Pub Date: April 14th, 2020
ISBN: 978-1-63152-691-6
Publisher: She Writes Press

In Meade’s debut novel, a young man struggles to keep his relationship with his girlfriend afloat while uncovering his own family’s secrets. 

When 23-year-old David first meets Hope, he’s immediately taken by her easy charm and beauty, thinking she’s an “effervescent fairy” and a “harbinger of light and good will.” However, he increasingly finds her inscrutable and sees cracks in the persona that she presents, which creates emotional distance between them. She was clearly badly burned in a fire, but he doubts her account of how it happened. One night, during a sexual encounter, he refuses to grant her unsettling request that he strike her in the face. Meade, through David’s perspective, poignantly captures the awkward, unspoken discomfort between them immediately afterward: “I didn’t understand then what you needed to be able to feel. That you needed me to cut through the layers you covered yourself with. I just didn’t know how to do it.” Still, David perseveres, intent on not becoming “just another person on the list of people who have let her down.” He inherits a “rotting cabin” in the woods of New Hampshire from his recently deceased paternal grandfather, Theo, who lived a secluded life as a hermit and always remained something of a mystery. As David continues to recount his faltering relationship with his girlfriend and tries to decipher a series of clues in the cabin that point to well-guarded family secrets, he becomes increasingly aware of a presence in the woods.
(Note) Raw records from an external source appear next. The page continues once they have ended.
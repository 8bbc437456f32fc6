//! Tabular data produced by Convert-to-Excel.
//!
//! ```text
//!  page 1: [[Name, Age], [Ann, 31]]   ──► ExtractedTable { Name | Age }
//!  page 2: [[Bob, 40]]                ──► ExtractedTable {  0   |  1  }
//!                                              │
//!                                              ▼  CombinedTable::concat
//!                           Name | Age |  0  |  1
//!                           Ann  | 31  |     |
//!                                |     | Bob | 40
//! ```
//!
//! A table with more than one row takes its first row as the header. A
//! single-row table has no header and its columns are labelled by position.
//! Combining unions the labels in first-seen order; cells a table does not
//! have stay blank.

use serde::Serialize;
use std::collections::HashMap;
use std::fmt;

/// Column label: a header cell, or a position for header-less tables.
#[derive(Debug, Clone, PartialEq, Eq, Hash, Serialize)]
#[serde(untagged)]
pub enum ColumnLabel {
    Named(String),
    Index(usize),
}

impl fmt::Display for ColumnLabel {
    fn fmt(&self, f: &mut fmt::Formatter<'_>) -> fmt::Result {
        match self {
            ColumnLabel::Named(name) => f.write_str(name),
            ColumnLabel::Index(i) => write!(f, "{i}"),
        }
    }
}

/// One table as detected on a page.
#[derive(Debug, Clone, PartialEq, Serialize)]
pub struct ExtractedTable {
    pub columns: Vec<ColumnLabel>,
    pub rows: Vec<Vec<String>>,
}

impl ExtractedTable {
    /// Build from raw rows. Ragged rows are padded to the widest row.
    pub fn from_rows(mut raw: Vec<Vec<String>>) -> Self {
        let width = raw.iter().map(Vec::len).max().unwrap_or(0);
        for row in &mut raw {
            row.resize(width, String::new());
        }

        if raw.len() > 1 {
            let header = raw.remove(0);
            Self {
                columns: unique_names(header),
                rows: raw,
            }
        } else {
            Self {
                columns: (0..width).map(ColumnLabel::Index).collect(),
                rows: raw,
            }
        }
    }

    pub fn is_headed(&self) -> bool {
        self.columns
            .iter()
            .any(|c| matches!(c, ColumnLabel::Named(_)))
    }
}

/// Header cells with repeats disambiguated as `name.1`, `name.2`, ...
fn unique_names(header: Vec<String>) -> Vec<ColumnLabel> {
    let mut seen: HashMap<String, usize> = HashMap::new();
    header
        .into_iter()
        .map(|name| {
            let name = name.trim().to_string();
            let count = seen.entry(name.clone()).or_insert(0);
            let label = if *count == 0 {
                name.clone()
            } else {
                format!("{name}.{count}")
            };
            *count += 1;
            ColumnLabel::Named(label)
        })
        .collect()
}

/// Every extracted table stacked into one.
#[derive(Debug, Clone, Default, PartialEq, Serialize)]
pub struct CombinedTable {
    pub columns: Vec<ColumnLabel>,
    pub rows: Vec<Vec<String>>,
}

impl CombinedTable {
    /// Stack `tables` in order, aligning cells by column label.
    pub fn concat(tables: &[ExtractedTable]) -> Self {
        let mut columns: Vec<ColumnLabel> = Vec::new();
        let mut index: HashMap<ColumnLabel, usize> = HashMap::new();
        for table in tables {
            for label in &table.columns {
                if !index.contains_key(label) {
                    index.insert(label.clone(), columns.len());
                    columns.push(label.clone());
                }
            }
        }

        let mut rows = Vec::with_capacity(tables.iter().map(|t| t.rows.len()).sum());
        for table in tables {
            let slots: Vec<usize> = table.columns.iter().map(|l| index[l]).collect();
            for row in &table.rows {
                let mut out = vec![String::new(); columns.len()];
                for (cell, &slot) in row.iter().zip(&slots) {
                    out[slot] = cell.clone();
                }
                rows.push(out);
            }
        }

        Self { columns, rows }
    }

    pub fn is_empty(&self) -> bool {
        self.columns.is_empty() && self.rows.is_empty()
    }
}
//! Alignment-based table detection.
//!
//! A table is a vertical block of consecutive text lines that split into the
//! same number of cells (at least two), with every column lined up from
//! row to row:
//!
//! ```text
//!   Name        Age     City        ◄─ 3 cells ┐
//!   Ann         31      Oslo        ◄─ 3 cells ├─ one table
//!   Bob         40      Rome        ◄─ 3 cells ┘
//!
//!   Some running paragraph text     ◄─ 1 cell, ends the block
//! ```
//!
//! A column lines up when the left edges, right edges or centres of the
//! cells stay within `column_tolerance` of the block's first row. That
//! covers left-aligned text as well as right-aligned numbers.

use crate::config::TableDetection;
use crate::engine::text::{self, Cell, TextLine};
use crate::engine::{LoadedPdf, RawTable, TableExtractor};
use crate::error::ToolkitError;
use tracing::trace;

/// The built-in [`TableExtractor`].
#[derive(Debug, Clone, Default)]
pub struct AlignmentTables {
    settings: TableDetection,
}

impl AlignmentTables {
    pub fn new(settings: TableDetection) -> Self {
        Self { settings }
    }
}

impl TableExtractor for AlignmentTables {
    fn extract_tables(
        &self,
        pdf: &LoadedPdf,
        page_index: usize,
    ) -> Result<Vec<RawTable>, ToolkitError> {
        let page_id = pdf
            .page_id(page_index)
            .ok_or(ToolkitError::PageOutOfRange {
                page: page_index,
                total: pdf.page_count(),
            })?;
        let runs = text::page_runs(pdf.document(), page_id)?;
        let lines = text::group_lines(runs, self.settings.row_tolerance);
        let tables = detect(&lines, &self.settings);
        trace!("Page {}: {} tables", page_index + 1, tables.len());
        Ok(tables)
    }
}

/// Find every table in `lines` (top to bottom).
pub fn detect(lines: &[TextLine], settings: &TableDetection) -> Vec<RawTable> {
    let mut tables = Vec::new();
    let mut block: Vec<Vec<Cell>> = Vec::new();

    for line in lines {
        let cells = line.cells(settings.cell_gap);
        let continues = match block.first() {
            Some(first) => aligned(first, &cells, settings.column_tolerance),
            None => false,
        };
        if !continues {
            flush(&mut block, &mut tables, settings.min_rows);
            if cells.len() < 2 {
                continue;
            }
        }
        block.push(cells);
    }
    flush(&mut block, &mut tables, settings.min_rows);
    tables
}

fn flush(block: &mut Vec<Vec<Cell>>, tables: &mut Vec<RawTable>, min_rows: usize) {
    if block.len() >= min_rows.max(1) {
        tables.push(
            block
                .drain(..)
                .map(|row| row.into_iter().map(|c| c.text).collect())
                .collect(),
        );
    }
    block.clear();
}

fn aligned(reference: &[Cell], row: &[Cell], tolerance: f32) -> bool {
    reference.len() == row.len()
        && reference.iter().zip(row).all(|(a, b)| {
            (a.x - b.x).abs() <= tolerance
                || (a.right - b.right).abs() <= tolerance
                || ((a.x + a.right) / 2.0 - (b.x + b.right) / 2.0).abs() <= tolerance
        })
}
The entire story is conveyed from David’s first-person perspective, framed as a communication to Hope. Over the course of the novel, Meade artfully explores the cumbersome weight of personal secrets and the emotional consequences of concealing a source of profound shame. It’s revealed, for instance, that David has his own cross to bear—he hit an elderly man with his car and fled the scene of the accident—and Meade vividly depicts the manner in which he tries to free himself of his guilt. 

A moving, emotional, and unpredictable drama.